Ses mains, fortes comme celles d’un bûcheron, glissèrent sur sa peau, douce comme de la soie.


Un ricanement lui échappa. Elle imagina un bûcheron en chemise de laine, les manches roulées sur ses bras vigoureux, déplissant avec délicatesse un foulard Hermès.


« Allons bon, même les fantasmes manquent de réalisme ! »


Les phrases qui se voulaient enflammées devenaient de plus en plus absurdes :


Il l’embrassa avec la force d’un ouragan, la passion d’un volcan en éruption, et la précision d’un chirurgien cardiaque. »


Elle referma l’onglet, désabusée. Même les mots échouaient à assouvir le besoin bien naturel qu’elle cherchait à combler.



Le dénouement heureux


Allongée sur le canapé, elle balaya la pièce du regard. Tout cela n’avait aucun sens. Ce n’était pas la première fois qu’elle se retrouvait dans cette situation : insatisfaite, à chercher quelque chose qu’elle n’arrivait pas à nommer.

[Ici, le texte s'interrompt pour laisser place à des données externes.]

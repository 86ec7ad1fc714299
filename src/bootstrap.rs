use anyhow::{Context, Result};
use axum::Router;
use tracing_subscriber::EnvFilter;
use utoipa::openapi::OpenApi;
use utoipa_swagger_ui::SwaggerUi;

use crate::config::ServerConfig;

/// Installs the global `tracing` subscriber. `RUST_LOG` overrides the default `info` filter.
pub fn init_tracing() {
    let filter = EnvFilter::try_from_default_env().unwrap_or_else(|_| EnvFilter::new("info"));
    tracing_subscriber::fmt().with_env_filter(filter).init();
}

/// Loads `.env` if there is one.
pub fn init_env() {
    if let Err(err) = dotenvy::dotenv() {
        tracing::debug!("No .env file loaded: {err}");
    }
}

pub fn create_swagger_ui(openapi: OpenApi) -> SwaggerUi {
    SwaggerUi::new("/swagger-ui").url("/api-docs/openapi.json", openapi)
}

pub async fn serve(name: &str, app: Router, config: &ServerConfig) -> Result<()> {
    let address = config.address();
    let listener = tokio::net::TcpListener::bind(&address)
        .await
        .with_context(|| format!("Failed to bind {address}"))?;

    tracing::info!("{name} listening on {address}");
    axum::serve(listener, app)
        .with_graceful_shutdown(shutdown_signal())
        .await
        .context("Server error")?;

    tracing::info!("{name} stopped");
    Ok(())
}

async fn shutdown_signal() {
    if let Err(err) = tokio::signal::ctrl_c().await {
        tracing::error!("Failed to listen for shutdown signal: {err}");
    }
}
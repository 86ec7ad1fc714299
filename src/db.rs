use anyhow::{Context, Result, anyhow};
use diesel::{Connection, PgConnection};
use diesel_async::{
    AsyncPgConnection,
    pooled_connection::{AsyncDieselConnectionManager, bb8::Pool},
};
use diesel_migrations::{EmbeddedMigrations, MigrationHarness};

use crate::config::DatabaseConfig;

pub type DbPool = Pool<AsyncPgConnection>;

pub async fn create_pool(config: &DatabaseConfig) -> Result<DbPool> {
    let manager = AsyncDieselConnectionManager::<AsyncPgConnection>::new(&config.url);
    DbPool::builder()
        .max_size(config.max_connections)
        .build(manager)
        .await
        .context("Failed to build the DB connection pool")
}

/// Applies pending migrations on a dedicated blocking connection and returns
/// how many were run.
pub async fn run_migrations_blocking(migrations: EmbeddedMigrations, url: &str) -> Result<usize> {
    let url = url.to_owned();
    tokio::task::spawn_blocking(move || -> Result<usize> {
        let mut conn = PgConnection::establish(&url).context("Failed to connect for migrations")?;
        let applied = conn
            .run_pending_migrations(migrations)
            .map_err(|e| anyhow!("Failed to run migrations: {e}"))?;
        Ok(applied.len())
    })
    .await
    .context("Migration task failed")?
}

Ces plaisirs solitaires, pratiques et accessibles, avaient leur place, bien sûr. Ils répondaient à un besoin immédiat, à une envie passagère. Mais à force de s’y réfugier, on risquait de se perdre dans une illusion de confort et de facilité. De s’isoler, de croire qu’ils pouvaient combler un vide que l’on n’avait jamais vraiment osé affronter.


Elle ouvrit la fenêtre, laissant l’air frais de la nuit l’envahir. En bas, des voix s’élevaient : des rires, des bribes de conversations. Elle les écouta un instant, les yeux fermés. Ces éclats de vie n’étaient ni calculés ni parfaitement maîtrisés. Ils avaient ce côté maladroit, mais toujours sincère. Authentique aussi. Et peut-être que c’était ça, le vrai frisson. La vie réelle, avec ses incertitudes, ses expériences qui ne débouchaient pas à chaque fois sur quelque chose d’extraordinaire. Un peu comme ces textes érotiques : il fallait en lire plusieurs avant de tomber sur un qui réussissait à vous captiver pleinement.

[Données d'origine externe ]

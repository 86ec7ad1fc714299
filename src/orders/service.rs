use std::collections::{HashMap, HashSet};

use futures::future::BoxFuture;
use uuid::Uuid;

use crate::{
    context::{Context, ContextValidator, RequireIdentity},
    domain::{
        Audit, CartItemFields, NewCartItem, NewOrder, SelectedCartItemDraft, SelectedCartItemFields,
    },
    repositories::{
        CartItemRepository, MerchantRepository, OrderRepository, RepositoryError, SelectedCartItemRepository,
        TransactionScope,
        mappers::{CartItemMapper, OrderMapper, SelectedCartItemMapper},
    },
};

use super::{
    dto::{CreateCartItemDto, CreateOrderDto, OrderResponseDto},
    error::OrderError,
    parser::create_order_response,
};

/// Object-safe entry point to the workflow, so HTTP handlers need not know
/// which repositories sit behind it.
pub trait OrderWorkflow: Send + Sync {
    fn create_order<'a>(
        &'a self,
        context: &'a Context,
        dto: CreateOrderDto,
    ) -> BoxFuture<'a, Result<OrderResponseDto, OrderError>>;
}

/// A cart item as submitted, with its selections still unowned.
struct SubmittedCartItem {
    fields: CartItemFields,
    selections: Vec<SelectedCartItemDraft>,
}

pub struct OrderService<O, C, S, M, V = RequireIdentity> {
    orders: O,
    cart_items: C,
    selected_cart_items: S,
    merchants: M,
    validator: V,
}

impl<O, C, S, M, V> OrderService<O, C, S, M, V>
where
    O: OrderRepository,
    C: CartItemRepository<O::Session>,
    S: SelectedCartItemRepository<O::Session>,
    M: MerchantRepository,
    V: ContextValidator,
{
    pub fn new(orders: O, cart_items: C, selected_cart_items: S, merchants: M, validator: V) -> Self {
        Self {
            orders,
            cart_items,
            selected_cart_items,
            merchants,
            validator,
        }
    }

    /// Turns a submitted cart into a stored order.
    ///
    /// Input is validated and the merchant looked up before any session is
    /// acquired. The order, its cart items and their selections are then
    /// written in one transaction that is committed only if every step
    /// succeeded.
    #[tracing::instrument(skip_all, fields(user_id = %context.user_id))]
    pub async fn create_order(
        &self,
        context: &Context,
        dto: CreateOrderDto,
    ) -> Result<OrderResponseDto, OrderError> {
        self.validator.validate_context(context).await?;

        let CreateOrderDto {
            state,
            order_type,
            merchant_id,
            total,
            cart_items,
        } = dto;

        let merchant_id = merchant_id
            .as_deref()
            .map(|id| self.orders.string_to_object_id(id))
            .transpose()?;
        let audit = Audit::create_insert_context(context);
        let order = NewOrder::create(state, order_type, total, merchant_id, audit.clone())?;
        let submitted = self.parse_cart_items(cart_items, &audit)?;

        match self.merchants.find_one(order.merchant_id).await {
            Ok(_) => {}
            Err(RepositoryError::NotFound) => {
                tracing::warn!(merchant_id = %order.merchant_id, "Merchant does not exist");
                return Err(OrderError::NotFound("Merchant does not exist".into()));
            }
            Err(err) => return Err(err.into()),
        }

        let session = self.orders.start_session().await?;
        let mut scope = TransactionScope::begin(session).await?;
        let outcome = self.persist(scope.session(), order, submitted, &audit).await;
        let response = scope.finish(outcome).await?;

        tracing::info!(
            order_id = %response.id,
            cart_items = response.cart_items.len(),
            "Created order"
        );
        Ok(response)
    }

    fn parse_cart_items(
        &self,
        cart_items: Vec<CreateCartItemDto>,
        audit: &Audit,
    ) -> Result<Vec<SubmittedCartItem>, OrderError> {
        let mut menu_ids = HashSet::new();
        cart_items
            .into_iter()
            .map(|item| -> Result<SubmittedCartItem, OrderError> {
                let menu_id = self.orders.string_to_object_id(&item.menu_id)?;
                // Selections find their owner by menu, so each menu may own one cart item.
                if !menu_ids.insert(menu_id) {
                    return Err(OrderError::Validation(format!(
                        "Cart item for menu {} is submitted more than once",
                        self.orders.object_id_to_string(&menu_id)
                    )));
                }
                let fields = CartItemFields::new(menu_id, item.base_price, item.quantity)?;
                let selections = item
                    .selected_items
                    .into_iter()
                    .map(|selected| -> Result<SelectedCartItemDraft, OrderError> {
                        let fields = SelectedCartItemFields {
                            menu_id: self.orders.string_to_object_id(&selected.menu_id)?,
                            price: selected.price,
                            quantity: selected.quantity,
                        };
                        Ok(SelectedCartItemDraft::create(fields, audit.clone())?)
                    })
                    .collect::<Result<Vec<_>, OrderError>>()?;

                Ok(SubmittedCartItem { fields, selections })
            })
            .collect()
    }

    /// Everything written inside the transaction.
    async fn persist(
        &self,
        session: &mut O::Session,
        order: NewOrder,
        submitted: Vec<SubmittedCartItem>,
        audit: &Audit,
    ) -> Result<OrderResponseDto, OrderError> {
        let order = self
            .orders
            .create_order(session, OrderMapper::to_persistence(&order))
            .await
            .map_err(could_not_create)?;

        if submitted.is_empty() {
            return Ok(create_order_response(&order, &[], &[]));
        }

        let (fields, selections): (Vec<_>, Vec<_>) = submitted
            .into_iter()
            .map(|item| (item.fields, item.selections))
            .unzip();

        let cart_item_models = fields
            .into_iter()
            .map(|fields| CartItemMapper::to_persistence(&NewCartItem::create(fields, order.id, audit.clone())))
            .collect();
        let saved_items = self
            .cart_items
            .insert_many(session, cart_item_models)
            .await
            .map_err(could_not_create)?;

        // Keyed by the canonical string form so submitted and stored ids compare equal.
        let cart_item_ids: HashMap<String, Uuid> = saved_items
            .iter()
            .map(|item| (self.orders.object_id_to_string(&item.menu_id), item.id))
            .collect();

        let linked = selections
            .into_iter()
            .flatten()
            .map(|draft| {
                let menu_id = self.orders.object_id_to_string(&draft.menu_id());
                match cart_item_ids.get(&menu_id) {
                    Some(cart_item_id) => Ok(draft.link(*cart_item_id)),
                    None => Err(OrderError::Validation(format!(
                        "Selected item for menu {menu_id} does not match any cart item"
                    ))),
                }
            })
            .collect::<Result<Vec<_>, _>>()?;

        let saved_selections = if linked.is_empty() {
            Vec::new()
        } else {
            let models = linked.iter().map(SelectedCartItemMapper::to_persistence).collect();
            self.selected_cart_items
                .insert_many(session, models)
                .await
                .map_err(could_not_create)?
        };

        Ok(create_order_response(&order, &saved_items, &saved_selections))
    }
}

fn could_not_create(err: RepositoryError) -> OrderError {
    tracing::error!("Failed to persist order: {err}");
    OrderError::Internal("Could not create an order".into())
}

impl<O, C, S, M, V> OrderWorkflow for OrderService<O, C, S, M, V>
where
    O: OrderRepository,
    C: CartItemRepository<O::Session>,
    S: SelectedCartItemRepository<O::Session>,
    M: MerchantRepository,
    V: ContextValidator,
{
    fn create_order<'a>(
        &'a self,
        context: &'a Context,
        dto: CreateOrderDto,
    ) -> BoxFuture<'a, Result<OrderResponseDto, OrderError>> {
        Box::pin(OrderService::create_order(self, context, dto))
    }
}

Elle esquissa un sourire. Rien n’était plus stimulant, finalement, que cette part d’inconnu que la réalité portait en elle. Certes, cela demandait du courage, un peu de patience, parfois des déceptions aussi. Mais c’était dans ces hasards, dans ces rencontres inattendues, dans cette incertitude, que résidait la vraie magie. Et un jour, sans que rien ne l’annonçât, on tombait sur un moment qui nous emportait, riche de détails inespérés, au détour d’un chemin… celui de l’existence.


Peut-être que ce qu’elle cherchait, comme tant d’autres, ne se trouvait pas au fond d’un tiroir ou dans un coin d’Internet. Après tout, le célèbre slogan avait raison : « cent pour cent des gagnants ont tenté leur chance ! ».


Elle attrapa son téléphone, hésita, puis tapa un message :



Elle appuya sur « envoyer » et s’allongea, un sourire léger aux lèvres. Pour la première fois de la soirée, elle se sentait vraiment connectée à ses attentes : pas une fiction, mais une possibilité.